Christian August Friedrich Peters (7 September 1806 – 8 May 1880) was a German astronomer. He was the father of astronomer Carl Friedrich Wilhelm Peters. He was born in Hamburg and died in Kiel.

Peters was the son of a merchant and, although he did not attend secondary school regularly, he obtained a good knowledge of mathematics and astronomy. In 1826 he became assistant to Heinrich Christian Schumacher at Altona Observatory. Schumacher encouraged him to study astronomy and Peters did a PhD under Friedrich Bessel at the University of Königsberg. In 1834 he became an assistant at Hamburg Observatory and in 1839 joined the staff of Pulkovo Observatory. In 1849 he became professor of astronomy at Königsberg and soon after succeeded Bessel as director of the observatory there. In 1854 he became director of the Altona Observatory and editor of the Astronomische Nachrichten. Peters edited the journal for the rest of his life, being responsible for 58 volumes of the journal. In 1872 the observatory moved to Kiel and he moved there and continued in his post. In 1866, he was elected a foreign member of the Royal Swedish Academy of Sciences.

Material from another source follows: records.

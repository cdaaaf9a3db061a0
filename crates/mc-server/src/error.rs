use axum::http::StatusCode;
use axum::response::{IntoResponse, Response};
use mc_core::error::McError;

use crate::identity::IdentityError;
use crate::source::SourceError;

// ---------------------------------------------------------------------------
// Internal sentinels for explicit status codes
// ---------------------------------------------------------------------------

/// Carries an explicit status through the `anyhow::Error` chain without
/// touching the `McError` enum.
#[derive(Debug)]
struct StatusError(StatusCode, String);

impl std::fmt::Display for StatusError {
    fn fmt(&self, f: &mut std::fmt::Formatter<'_>) -> std::fmt::Result {
        write!(f, "{}", self.1)
    }
}

impl std::error::Error for StatusError {}

// ---------------------------------------------------------------------------
// AppError — unified error type for HTTP responses
// ---------------------------------------------------------------------------

/// Unified error type for JSON API responses.
#[derive(Debug)]
pub struct AppError(pub anyhow::Error);

impl AppError {
    pub fn bad_request(msg: impl Into<String>) -> Self {
        Self(StatusError(StatusCode::BAD_REQUEST, msg.into()).into())
    }

    pub fn conflict(msg: impl Into<String>) -> Self {
        Self(StatusError(StatusCode::CONFLICT, msg.into()).into())
    }

    pub fn not_found(msg: impl Into<String>) -> Self {
        Self(StatusError(StatusCode::NOT_FOUND, msg.into()).into())
    }

    pub fn status(&self) -> StatusCode {
        if let Some(s) = self.0.downcast_ref::<StatusError>() {
            return s.0;
        }
        if let Some(e) = self.0.downcast_ref::<McError>() {
            return core_status(e);
        }
        if let Some(e) = self.0.downcast_ref::<SourceError>() {
            return match e {
                SourceError::Core(inner) => core_status(inner),
                SourceError::Timeout(_) => StatusCode::GATEWAY_TIMEOUT,
                SourceError::Http { .. } | SourceError::Status { .. } => StatusCode::BAD_GATEWAY,
                SourceError::Cancelled => StatusCode::SERVICE_UNAVAILABLE,
            };
        }
        if let Some(e) = self.0.downcast_ref::<IdentityError>() {
            return identity_status(e);
        }
        StatusCode::INTERNAL_SERVER_ERROR
    }
}

pub fn identity_status(e: &IdentityError) -> StatusCode {
    match e {
        IdentityError::Rejected(_) => StatusCode::UNPROCESSABLE_ENTITY,
        IdentityError::NotConfigured => StatusCode::SERVICE_UNAVAILABLE,
        IdentityError::Transport(_) => StatusCode::BAD_GATEWAY,
    }
}

fn core_status(e: &McError) -> StatusCode {
    match e {
        McError::ProjectNotFound(_) | McError::ProjectFileMissing(_) => StatusCode::NOT_FOUND,
        McError::InvalidSlug(_)
        | McError::InvalidStage(_)
        | McError::MissingField(_) => StatusCode::BAD_REQUEST,
        McError::InvalidConfig(_) | McError::Io(_) | McError::Yaml(_) | McError::Json(_) => {
            StatusCode::INTERNAL_SERVER_ERROR
        }
    }
}

impl IntoResponse for AppError {
    fn into_response(self) -> Response {
        let status = self.status();
        let body = serde_json::json!({ "error": self.0.to_string() });
        (status, axum::Json(body)).into_response()
    }
}

impl<E> From<E> for AppError
where
    E: Into<anyhow::Error>,
{
    fn from(err: E) -> Self {
        Self(err.into())
    }
}

#[cfg(test)]
mod tests {
    use super::*;

    #[test]
    fn project_not_found_maps_to_404() {
        let err = AppError(McError::ProjectNotFound("alpha".into()).into());
        assert_eq!(err.into_response().status(), StatusCode::NOT_FOUND);
    }

    #[test]
    fn missing_project_file_maps_to_404() {
        let err = AppError(McError::ProjectFileMissing("projects.json".into()).into());
        assert_eq!(err.into_response().status(), StatusCode::NOT_FOUND);
    }

    #[test]
    fn malformed_json_maps_to_500() {
        let json_err = serde_json::from_str::<serde_json::Value>("{").unwrap_err();
        let err = AppError(McError::Json(json_err).into());
        assert_eq!(
            err.into_response().status(),
            StatusCode::INTERNAL_SERVER_ERROR
        );
    }

    #[test]
    fn wrapped_source_error_uses_inner_status() {
        let err = AppError(SourceError::Core(McError::ProjectNotFound("x".into())).into());
        assert_eq!(err.status(), StatusCode::NOT_FOUND);
        let timeout = AppError(SourceError::Timeout(10).into());
        assert_eq!(timeout.status(), StatusCode::GATEWAY_TIMEOUT);
    }

    #[test]
    fn identity_rejection_maps_to_422() {
        let err = AppError(IdentityError::Rejected("Invalid login credentials".into()).into());
        assert_eq!(err.status(), StatusCode::UNPROCESSABLE_ENTITY);
        assert_eq!(err.0.to_string(), "Invalid login credentials");
    }

    #[test]
    fn constructors_map_to_their_status() {
        assert_eq!(AppError::not_found("x").status(), StatusCode::NOT_FOUND);
        assert_eq!(AppError::conflict("x").status(), StatusCode::CONFLICT);
        assert_eq!(AppError::bad_request("x").status(), StatusCode::BAD_REQUEST);
    }

    #[test]
    fn response_body_is_json() {
        let response = AppError(McError::ProjectNotFound("alpha".into()).into()).into_response();
        let ct = response
            .headers()
            .get(axum::http::header::CONTENT_TYPE)
            .expect("should have content-type");
        assert!(ct.to_str().unwrap().contains("application/json"));
    }
}
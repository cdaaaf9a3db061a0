//! Consistency checks over a loaded project list.

use crate::config::WarnLevel;
use crate::feed::parse_timestamp;
use crate::paths::validate_slug;
use crate::stage::{resolve, StageIndex};
use crate::types::Project;
use serde::Serialize;
use std::collections::HashSet;

#[derive(Debug, Clone, Serialize)]
pub struct ProjectIssue {
    pub level: WarnLevel,
    pub project: String,
    pub message: String,
}

impl ProjectIssue {
    fn error(project: &str, message: String) -> Self {
        Self {
            level: WarnLevel::Error,
            project: project.to_string(),
            message,
        }
    }

    fn warning(project: &str, message: String) -> Self {
        Self {
            level: WarnLevel::Warning,
            project: project.to_string(),
            message,
        }
    }
}

pub fn check_projects(projects: &[Project]) -> Vec<ProjectIssue> {
    let mut issues = Vec::new();
    let mut seen = HashSet::new();

    for p in projects {
        if p.id.trim().is_empty() {
            issues.push(ProjectIssue::error(&p.id, "empty id".to_string()));
        } else if !seen.insert(p.id.as_str()) {
            issues.push(ProjectIssue::error(&p.id, format!("duplicate id '{}'", p.id)));
        }

        if p.name.trim().is_empty() {
            issues.push(ProjectIssue::error(&p.id, "empty name".to_string()));
        }

        if !p.slug.is_empty() && validate_slug(&p.slug).is_err() {
            issues.push(ProjectIssue::warning(
                &p.id,
                format!("slug '{}' is not lowercase alphanumeric with hyphens", p.slug),
            ));
        }

        if resolve(&p.stage) == StageIndex::NotFound {
            issues.push(ProjectIssue::error(
                &p.id,
                format!("unknown stage '{}'", p.stage),
            ));
        }

        if !p.started_at.is_empty() && parse_timestamp(&p.started_at).is_none() {
            issues.push(ProjectIssue::warning(
                &p.id,
                format!("startedAt '{}' is not a valid timestamp", p.started_at),
            ));
        }

        for (i, u) in p.updates.iter().enumerate() {
            if parse_timestamp(&u.timestamp).is_none() {
                issues.push(ProjectIssue::error(
                    &p.id,
                    format!("update #{} has invalid timestamp '{}'", i + 1, u.timestamp),
                ));
            }
        }
    }

    issues
}

pub fn has_errors(issues: &[ProjectIssue]) -> bool {
    issues.iter().any(|i| i.level == WarnLevel::Error)
}
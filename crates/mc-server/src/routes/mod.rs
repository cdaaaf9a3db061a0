pub mod auth;
pub mod dashboard;
pub mod projects;
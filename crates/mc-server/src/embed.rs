use axum::extract::Path;
use axum::http::{header, StatusCode};
use axum::response::{IntoResponse, Response};
use rust_embed::Embed;

#[derive(Embed)]
#[folder = "$CARGO_MANIFEST_DIR/assets/"]
struct Assets;

/// GET /assets/{*path} — embedded stylesheet and script.
pub async fn asset_handler(Path(path): Path<String>) -> Response {
    match <Assets as Embed>::get(&path) {
        Some(content) => {
            let mime = mime_guess::from_path(&path).first_or_octet_stream();
            (
                StatusCode::OK,
                [
                    (header::CONTENT_TYPE, mime.as_ref().to_string()),
                    (header::CACHE_CONTROL, "no-cache".to_string()),
                ],
                content.data.to_vec(),
            )
                .into_response()
        }
        None => (StatusCode::NOT_FOUND, "asset not found").into_response(),
    }
}

/// Anything unrouted.
pub async fn fallback(uri: axum::http::Uri) -> Response {
    tracing::debug!(path = %uri.path(), "no route");
    (StatusCode::NOT_FOUND, "not found").into_response()
}
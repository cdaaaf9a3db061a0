use crate::error::{McError, Result};
use crate::types::Project;
use std::path::Path;

/// Parse a project document: a top-level JSON array of project records.
pub fn parse_projects(json: &str) -> Result<Vec<Project>> {
    Ok(serde_json::from_str(json)?)
}

/// Read and parse the project file at `path`.
pub fn load_projects(path: &Path) -> Result<Vec<Project>> {
    if !path.exists() {
        return Err(McError::ProjectFileMissing(path.display().to_string()));
    }
    let data = std::fs::read_to_string(path)?;
    parse_projects(&data)
}

pub fn find<'a>(projects: &'a [Project], id: &str) -> Result<&'a Project> {
    projects
        .iter()
        .find(|p| p.id == id)
        .ok_or_else(|| McError::ProjectNotFound(id.to_string()))
}
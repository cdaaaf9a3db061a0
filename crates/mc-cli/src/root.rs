use std::path::{Path, PathBuf};

/// Resolve the Mission Control root directory.
///
/// Priority:
/// 1. `--root` flag / `MC_ROOT` env var (passed in as `explicit`)
/// 2. Walk upward from `cwd` looking for `mission-control/`
/// 3. Walk upward from `cwd` looking for `.git/`
/// 4. Fall back to `cwd`
pub fn resolve_root(explicit: Option<&Path>) -> PathBuf {
    if let Some(p) = explicit {
        return p.to_path_buf();
    }
    let cwd = std::env::current_dir().unwrap_or_else(|_| PathBuf::from("."));
    find_upward(&cwd, mc_core::paths::MC_DIR)
        .or_else(|| find_upward(&cwd, ".git"))
        .unwrap_or(cwd)
}

fn find_upward(start: &Path, marker: &str) -> Option<PathBuf> {
    start
        .ancestors()
        .find(|dir| dir.join(marker).is_dir())
        .map(Path::to_path_buf)
}

#[cfg(test)]
mod tests {
    use super::*;
    use tempfile::TempDir;

    #[test]
    fn explicit_root_wins() {
        let dir = TempDir::new().unwrap();
        let result = resolve_root(Some(dir.path()));
        assert_eq!(result, dir.path());
    }

    #[test]
    fn finds_mission_control_dir_from_subdir() {
        let dir = TempDir::new().unwrap();
        std::fs::create_dir_all(dir.path().join("mission-control")).unwrap();
        let subdir = dir.path().join("apps/deep");
        std::fs::create_dir_all(&subdir).unwrap();
        assert_eq!(
            find_upward(&subdir, "mission-control").as_deref(),
            Some(dir.path())
        );
    }

    #[test]
    fn marker_dir_beats_git() {
        let dir = TempDir::new().unwrap();
        std::fs::create_dir_all(dir.path().join(".git")).unwrap();
        let inner = dir.path().join("ops");
        std::fs::create_dir_all(inner.join("mission-control")).unwrap();
        assert_eq!(find_upward(&inner, "mission-control").as_deref(), Some(inner.as_path()));
        assert_eq!(find_upward(&inner, ".git").as_deref(), Some(dir.path()));
    }
}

Peters became a name in the literature on the theory of errors for his 1856 note on the estimation of precision using absolute deviations from the mean.

Peters won the Gold Medal of the Royal Astronomical Society in 1852.

== Works ==
- Numerus constans nutationis ex ascensionibus rectis stellae polaris in specula Dorpatensi annis 1822 ad 1838 observatis deductus. (1842)
- Resultate aus Beobachtungen des Polarsterns am Ertelschen Vertikalkreise. 1842
- Recherches sur la parallaxe des étoiles fixes. (1847)
- Über die eigene Bewegung des Sirius. Diese Schrift führte zur Entdeckung des Sirius-Begleiters. Astronomische Nachrichten, 32, (1851), 1-58.
- Über die Bestimmung des wahrscheinlichen Fehlers einer Beobachtung aus den Abweichungen der Beobachtungen von ihrem arithmetischen Mittel, Astronomische Nachrichten, 44, (1856). 29-32.
The articles Peters published in Astronomische Nachrichten are all available on-line.

== Biography ==
- H. C. Freiesleben Peters, Christian August Friedrich Dictionary of Scientific Biography, vol. 10, 542-3.